▶ **Your goal**
Please return the full listing. Every line must match exactly.

▶ **Provided material**

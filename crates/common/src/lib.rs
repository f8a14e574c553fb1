//! Common types shared across the SFU control plane components.
//!
//! Both the room-level coordinator and the per-worker session controller
//! speak in terms of the identifiers, signaling messages and collaborator
//! traits defined here.

#![warn(clippy::pedantic)]

/// Message Bus, Worker Process Manager and stats collector traits
pub mod bus;

/// Common error types
pub mod error;

/// Mailbox depth monitoring for actors
pub mod mailbox;

/// Legacy ROAP envelope conversion
pub mod roap;

/// Signaling messages, ICE candidates and migration context
pub mod signaling;

/// Identifier newtypes
pub mod types;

▶ **Output**
filename crates/common/src/lib.rs
repository f8a14e574c553fb1
//! Common types shared across the SFU control plane components.
//!
//! Both the room-level coordinator and the per-worker session controller
//! speak in terms of the identifiers, signaling messages and collaborator
//! traits defined here.

#![warn(clippy::pedantic)]

/// Message Bus, Worker Process Manager and stats collector traits
pub mod bus;

/// Common error types
pub mod error;

/// Mailbox depth monitoring for actors
pub mod mailbox;

/// Legacy ROAP envelope conversion
pub mod roap;

/// Signaling messages, ICE candidates and migration context
pub mod signaling;

/// Identifier newtypes
pub mod types;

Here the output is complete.